Psychosociale ontwikkeling: de rol van het gezin

Psychosociale ontwikkeling: de rol van het gezin Tijdens de adolescentie treden er veel veranderingen op. Sommige hiervan zijn door de maatschappij gegeven en zijn dus normatief voor alle adolescenten (hetzelfde voor alle adolescenten). Andere veranderingen vinden binnen het individu plaats, zoals biologische veranderingen, veranderingen in de manier van denken en een toename van denkmogelijkheden. Deze veranderingen hebben gevolgen voor sociale processen en omgekeerd. De twee belangrijkste sociale contexten zijn gezin en leeftijdgenoten

Gezinnen met adolescenten

Volgens de “Storm en Stress”-benadering van o.a. Blos en Freud staat de adolescentie in het teken van het losmakingsproces: het losmaken van de ‘infantiele’ ouderbanden, door Blos ook wel ‘de tweede separatie-individuatie’ genoemd. Dit zou gepaard gaan met conflicten tussen adolescenten en ouders, met opstandigheid en rebellie. Een te hechte en harmonieuze relatie met ouders in deze periode zou wijzen op intrapsychische problemen en een stagnerende groei naar volwassenheid. Bij jongeren wordt tijdens de adolescentie een toenemende prevalentie van klinische stoornissen en verschillende typen psychosociale problemen gevonden.

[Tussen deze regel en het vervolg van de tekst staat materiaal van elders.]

//! Numeric identity vindex.

use crate::error::{VindexError, VindexResult};
use crate::input::VindexInput;
use crate::registry::VindexSpec;
use crate::traits::{Reversible, Vindex};
use shardwire_types::KeyspaceId;
use std::sync::Arc;

/// Maps an integral value to its 8-byte big-endian encoding.
///
/// Big-endian keeps numeric order and keyspace id order aligned, so
/// contiguous id ranges land on contiguous shards.
#[derive(Debug, Clone)]
pub struct Numeric {
    name: String,
}

impl Numeric {
    /// Registered type name.
    pub const TYPE: &'static str = "numeric";

    /// Creates the vindex.
    pub fn new(name: impl Into<String>) -> Self {
        Self { name: name.into() }
    }

    /// Registry constructor. Takes no parameters.
    pub fn construct(spec: &VindexSpec<'_>) -> VindexResult<Arc<dyn Vindex>> {
        Ok(Arc::new(Self::new(spec.name)))
    }

    fn key(&self, id: &VindexInput) -> VindexResult<KeyspaceId> {
        let n = id.as_u64().ok_or_else(|| {
            VindexError::unsupported_input(
                &self.name,
                format!("expected integral value, got {}", id.kind()),
            )
        })?;
        Ok(KeyspaceId::new(n.to_be_bytes().to_vec()))
    }
}

impl Vindex for Numeric {
    fn name(&self) -> &str {
        &self.name
    }

    fn cost(&self) -> u32 {
        0
    }

    fn map(&self, ids: &[VindexInput]) -> VindexResult<Vec<KeyspaceId>> {
        ids.iter().map(|id| self.key(id)).collect()
    }

    fn verify(&self, id: &VindexInput, ksid: &KeyspaceId) -> VindexResult<bool> {
        Ok(&self.key(id)? == ksid)
    }

    fn as_reversible(&self) -> Option<&dyn Reversible> {
        Some(self)
    }
}

impl Reversible for Numeric {
    fn reverse_map(&self, ksid: &KeyspaceId) -> VindexResult<VindexInput> {
        let bytes: [u8; 8] = ksid.as_bytes().try_into().map_err(|_| {
            VindexError::unsupported_input(
                &self.name,
                format!("keyspace id must be 8 bytes, got {}", ksid.len()),
            )
        })?;
        Ok(VindexInput::Uint(u64::from_be_bytes(bytes)))
    }
}
//! Typed storage values and bind variables.

use crate::sqltype::Type;
use serde::{Deserialize, Serialize};
use std::collections::BTreeMap;

/// A storage value: a type tag plus the raw bytes the storage engine sent.
///
/// Numbers are carried in their decimal text form, exactly as the storage
/// wire protocol does, so `raw()` is stable for hashing.
#[derive(Debug, Clone, PartialEq, Eq, Hash, Serialize, Deserialize)]
pub struct Value {
    ty: Type,
    raw: Vec<u8>,
}

impl Value {
    /// Creates a value from a type and raw bytes.
    pub fn new(ty: Type, raw: impl Into<Vec<u8>>) -> Self {
        Self {
            ty,
            raw: raw.into(),
        }
    }

    /// The SQL NULL value.
    pub fn null() -> Self {
        Self::new(Type::Null, Vec::new())
    }

    /// Creates a signed 64-bit integer value.
    pub fn from_i64(v: i64) -> Self {
        Self::new(Type::Int64, v.to_string().into_bytes())
    }

    /// Creates an unsigned 64-bit integer value.
    pub fn from_u64(v: u64) -> Self {
        Self::new(Type::Uint64, v.to_string().into_bytes())
    }

    /// Creates a VARCHAR value.
    pub fn from_text(s: &str) -> Self {
        Self::new(Type::VarChar, s.as_bytes().to_vec())
    }

    /// Creates a VARBINARY value.
    pub fn from_bytes(b: &[u8]) -> Self {
        Self::new(Type::VarBinary, b.to_vec())
    }

    /// Returns the type of the value.
    pub fn ty(&self) -> Type {
        self.ty
    }

    /// Returns the raw bytes of the value.
    pub fn raw(&self) -> &[u8] {
        &self.raw
    }

    /// Returns true for SQL NULL.
    pub fn is_null(&self) -> bool {
        self.ty == Type::Null
    }

    /// Parses an integral value as `u64`.
    ///
    /// Returns `None` for non-integral types and for negative numbers.
    pub fn to_u64(&self) -> Option<u64> {
        if !self.ty.is_integral() {
            return None;
        }
        std::str::from_utf8(&self.raw).ok()?.parse().ok()
    }

    /// Parses an integral value as `i64`.
    pub fn to_i64(&self) -> Option<i64> {
        if !self.ty.is_integral() {
            return None;
        }
        std::str::from_utf8(&self.raw).ok()?.parse().ok()
    }
}

/// A bind variable: a single value or a list (for `IN` clauses).
#[derive(Debug, Clone, PartialEq, Eq, Serialize, Deserialize)]
pub enum BindValue {
    /// A scalar value.
    Scalar(Value),
    /// A list of values.
    List(Vec<Value>),
}

impl From<Value> for BindValue {
    fn from(v: Value) -> Self {
        BindValue::Scalar(v)
    }
}

impl From<i64> for BindValue {
    fn from(v: i64) -> Self {
        BindValue::Scalar(Value::from_i64(v))
    }
}

impl From<&str> for BindValue {
    fn from(v: &str) -> Self {
        BindValue::Scalar(Value::from_text(v))
    }
}

/// Named bind variables, ordered by name.
pub type BindVars = BTreeMap<String, BindValue>;

#[cfg(test)]
mod tests {
    use super::*;

    #[test]
    fn integral_parsing() {
        assert_eq!(Value::from_u64(42).to_u64(), Some(42));
        assert_eq!(Value::from_i64(-5).to_i64(), Some(-5));
        assert_eq!(Value::from_i64(-5).to_u64(), None);
        assert_eq!(Value::from_text("42").to_u64(), None);
    }

    #[test]
    fn raw_bytes() {
        assert_eq!(Value::from_bytes(b"abc").raw(), b"abc");
        assert_eq!(Value::from_i64(12).raw(), b"12");
        assert!(Value::null().is_null());
    }
}
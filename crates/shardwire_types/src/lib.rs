//! # shardwire types
//!
//! Data model shared by the vindex framework, the tablet connection layer
//! and the reference tablet server.
//!
//! This crate provides:
//! - `KeyspaceId` and `KeyRange` for shard placement
//! - `Value`, `Type` and bind variables
//! - Query, result and split types
//! - Target and tablet addressing types
//! - Health snapshots
//! - The error code taxonomy carried across the RPC boundary
//! - CBOR wire envelopes (`wire` module)
//!
//! This is a pure data crate with no I/O operations.

#![deny(unsafe_code)]
#![warn(missing_docs)]

mod batch;
mod error;
mod health;
mod keyspace;
mod query;
mod sqltype;
mod topo;
mod value;
pub mod wire;

pub use batch::{BoundKeyspaceIdQuery, CallerId, KeyspaceIdBatchQuery, Session, ShardSession};
pub use error::{ErrorCode, RpcError, WireError, WireResult};
pub use health::{RealtimeStats, StreamHealthResponse};
pub use keyspace::{KeyRange, KeyspaceId};
pub use query::{BoundQuery, Field, QueryResult, QuerySplit, SplitAlgorithm};
pub use sqltype::Type;
pub use topo::{EndPoint, TabletType, Target};
pub use value::{BindValue, BindVars, Value};

/// A transaction id as handed out by a tablet. Zero means "no transaction".
pub type TransactionId = i64;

De adolescentie is voor 65% van de ouders de meeste stressvolle periode. Moeders vinden de puberteit moeilijker dan vaders. Ouders van dochter vinden het zwaarder dan ouders van zonen. De behoefte van jongeren om de ouderlijke autoriteit in twijfel te trekken, kan verwarrend zijn voor ouders. De ontwikkeling van autonomie wordt door sommige ouders opgevat als een aanval op het gezinssysteem en op hun rol als opvoeder. De rol als opvoeder is voor vele ouders een belangrijk deel van hun zelfdefinitie en dus kunnen conflicten met kinderen gepaard gaan met gevoelens van verlies, gevoelens van minder waardevol en invloedrijk zijn. Tevens bevinden ouders zich tijdens de adolescentie zelf in de mid-life crisis.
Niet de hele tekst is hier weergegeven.